UPDATED: Novartis manufacturing facility in North Carolina gets FDA all-clear to produce, ship gene therapies
Just one day after Vas Narasimhan announced $1 billion in cuts amid a company-wide restructuring, the American-Swiss pharma received FDA clearance to produce its spinal muscular atrophy drug Zolgensma out of its North Carolina manufacturing facility.
The pharma made the announcement earlier Tuesday, which allows the massive, 170,000-square-foot facility to make the drug — along with testing and shipping it.
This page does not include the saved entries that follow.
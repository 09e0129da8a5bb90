//! Parameterized SQL statements and the record mutations they express.

use formwork_core::escape::sql_ident;
use formwork_core::SqlParam;

/// Column and typed value; `None` writes the column default.
pub type Assignment = (String, Option<SqlParam>);

/// SQL text with `?` placeholders and the values bound to them, in order.
#[derive(Debug, Clone, PartialEq)]
pub struct Statement {
    pub sql: String,
    pub params: Vec<SqlParam>,
}

impl Statement {
    /// The statement with every placeholder replaced by its literal.
    /// For logs and dry runs only; execute `sql` with `params`.
    #[must_use]
    pub fn inline(&self) -> String {
        let mut out = String::with_capacity(self.sql.len());
        let mut params = self.params.iter();
        let mut quoted = false;
        for c in self.sql.chars() {
            match c {
                '`' => {
                    quoted = !quoted;
                    out.push(c);
                }
                '?' if !quoted => match params.next() {
                    Some(param) => out.push_str(&param.to_literal()),
                    None => out.push(c),
                },
                _ => out.push(c),
            }
        }
        out
    }
}

/// A write against one table.
#[derive(Debug, Clone, PartialEq)]
pub enum Mutation {
    Insert {
        table: String,
        values: Vec<Assignment>,
        /// Columns set to the current time.
        stamps: Vec<String>,
    },
    Update {
        table: String,
        id_column: String,
        id: String,
        values: Vec<Assignment>,
        stamps: Vec<String>,
    },
    Delete {
        table: String,
        id_column: String,
        id: String,
    },
}

impl Mutation {
    #[must_use]
    pub fn table(&self) -> &str {
        match self {
            Self::Insert { table, .. } | Self::Update { table, .. } | Self::Delete { table, .. } => {
                table
            }
        }
    }

    /// The parameterized statement for this mutation.
    #[must_use]
    pub fn statement(&self) -> Statement {
        let mut params = Vec::new();
        let sql = match self {
            Self::Insert {
                table,
                values,
                stamps,
            } => {
                let set = set_clause(values, stamps, &mut params);
                if set.is_empty() {
                    format!("INSERT INTO {} () VALUES ()", sql_ident(table))
                } else {
                    format!("INSERT INTO {} SET {set}", sql_ident(table))
                }
            }
            Self::Update {
                table,
                id_column,
                id,
                values,
                stamps,
            } => {
                let mut set = set_clause(values, stamps, &mut params);
                if set.is_empty() {
                    // Nothing to change; keep the statement valid.
                    let id_column = sql_ident(id_column);
                    set = format!("{id_column} = {id_column}");
                }
                params.push(SqlParam::from_text(id));
                format!(
                    "UPDATE {} SET {set} WHERE {} = ?",
                    sql_ident(table),
                    sql_ident(id_column)
                )
            }
            Self::Delete {
                table,
                id_column,
                id,
            } => {
                params.push(SqlParam::from_text(id));
                format!(
                    "DELETE FROM {} WHERE {} = ?",
                    sql_ident(table),
                    sql_ident(id_column)
                )
            }
        };
        Statement { sql, params }
    }
}

fn set_clause(values: &[Assignment], stamps: &[String], params: &mut Vec<SqlParam>) -> String {
    let mut parts: Vec<String> = Vec::with_capacity(values.len() + stamps.len());
    for (column, value) in values {
        match value {
            Some(param) => {
                params.push(param.clone());
                parts.push(format!("{} = ?", sql_ident(column)));
            }
            None => parts.push(format!("{} = DEFAULT", sql_ident(column))),
        }
    }
    parts.extend(stamps.iter().map(|c| format!("{} = NOW()", sql_ident(c))));
    parts.join(", ")
}

/// `SELECT fields FROM table`, narrowed to one record when `id` is given.
#[must_use]
pub fn select(table: &str, fields: &str, id_column: &str, id: Option<&str>) -> Statement {
    let mut sql = format!("SELECT {fields} FROM {}", sql_ident(table));
    let mut params = Vec::new();
    if let Some(id) = id {
        sql.push_str(&format!(" WHERE {} = ?", sql_ident(id_column)));
        params.push(SqlParam::from_text(id));
    }
    Statement { sql, params }
}

#[cfg(test)]
mod tests {
    use super::*;

    fn values() -> Vec<Assignment> {
        vec![
            ("name".into(), Some(SqlParam::Text("Ann".into()))),
            ("age".into(), Some(SqlParam::Int(42))),
            ("note".into(), None),
        ]
    }

    #[test]
    fn insert_binds_values_and_stamps_times() {
        let statement = Mutation::Insert {
            table: "people".into(),
            values: values(),
            stamps: vec!["created".into(), "modified".into()],
        }
        .statement();
        assert_eq!(
            statement.sql,
            "INSERT INTO `people` SET `name` = ?, `age` = ?, `note` = DEFAULT, `created` = NOW(), `modified` = NOW()"
        );
        assert_eq!(
            statement.params,
            vec![SqlParam::Text("Ann".into()), SqlParam::Int(42)]
        );
    }

    #[test]
    fn update_and_delete_bind_the_id_last() {
        let update = Mutation::Update {
            table: "people".into(),
            id_column: "id".into(),
            id: "7".into(),
            values: values(),
            stamps: vec![],
        }
        .statement();
        assert_eq!(
            update.sql,
            "UPDATE `people` SET `name` = ?, `age` = ?, `note` = DEFAULT WHERE `id` = ?"
        );
        assert_eq!(update.params.last(), Some(&SqlParam::Int(7)));

        let delete = Mutation::Delete {
            table: "people".into(),
            id_column: "id".into(),
            id: "7".into(),
        }
        .statement();
        assert_eq!(delete.sql, "DELETE FROM `people` WHERE `id` = ?");
        assert_eq!(delete.inline(), "DELETE FROM `people` WHERE `id` = 7");
    }

    #[test]
    fn inline_escapes_text() {
        let statement = Mutation::Insert {
            table: "odd?table".into(),
            values: vec![("name".into(), Some(SqlParam::Text("O'Brien".into())))],
            stamps: vec![],
        }
        .statement();
        assert_eq!(
            statement.inline(),
            "INSERT INTO `odd?table` SET `name` = 'O\\'Brien'"
        );
    }

    #[test]
    fn empty_insert_uses_defaults() {
        let statement = Mutation::Insert {
            table: "t".into(),
            values: vec![],
            stamps: vec![],
        }
        .statement();
        assert_eq!(statement.sql, "INSERT INTO `t` () VALUES ()");
    }

    #[test]
    fn empty_update_stays_valid() {
        let statement = Mutation::Update {
            table: "t".into(),
            id_column: "id".into(),
            id: "3".into(),
            values: vec![],
            stamps: vec![],
        }
        .statement();
        assert_eq!(statement.sql, "UPDATE `t` SET `id` = `id` WHERE `id` = ?");
        assert_eq!(statement.params, vec![SqlParam::Int(3)]);
    }

    #[test]
    fn select_by_id() {
        let statement = select("people", "`name`, `age`", "id", Some("abc"));
        assert_eq!(statement.sql, "SELECT `name`, `age` FROM `people` WHERE `id` = ?");
        assert_eq!(statement.params, vec![SqlParam::Text("abc".into())]);
        assert!(select("people", "*", "id", None).params.is_empty());
    }
}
The commercial licensure is not just limited to Zolgensma, according to Novartis — the plant will also have the ability to produce certain gene therapy products for use in clinical trials.
“Not only will this facility support the Novartis pipeline through the manufacture of both clinical trial and commercial products, it ultimately allows us to help more patients and families living with rare, genetic diseases,” Christine Fox, president of Novartis gene therapies, said in a statement.
The facility, located in the heart of the Research Triangle Park in Durham, North Carolina, will be the second site to produce Zolgensma — with the first one in Libertyville, IL, approved in 2019. The North Carolina facility would have been Novartis’ third manufacturing plant for Zolgensma, but the pharma walked away from its planned Longmont, CO, plant last year in the face of declining sales.
This is the latest development surrounding the gene therapy designed for SMA, and which was at the center of scandal more than two years ago after safety concerns were brought up and Novartis’s gene therapy division AveXis informed the FDA about a data manipulation issue that didn’t end up affecting its approval. Several AveXis employees, including two of its top scientists, were fired in the aftermath.
Novartis currently has more than 20 gene therapies in its AAV-based pipeline, and while it was advancing therapies for Rett syndrome and Friedreich’s ataxia, for example — those programs have been dumped, the company said at an R&D event in December.
Editor’s note: This article has been updated to note that Novartis now has more than 20 gene therapies in its AAV pipeline, and the two programs previously mentioned were dropped four months ago.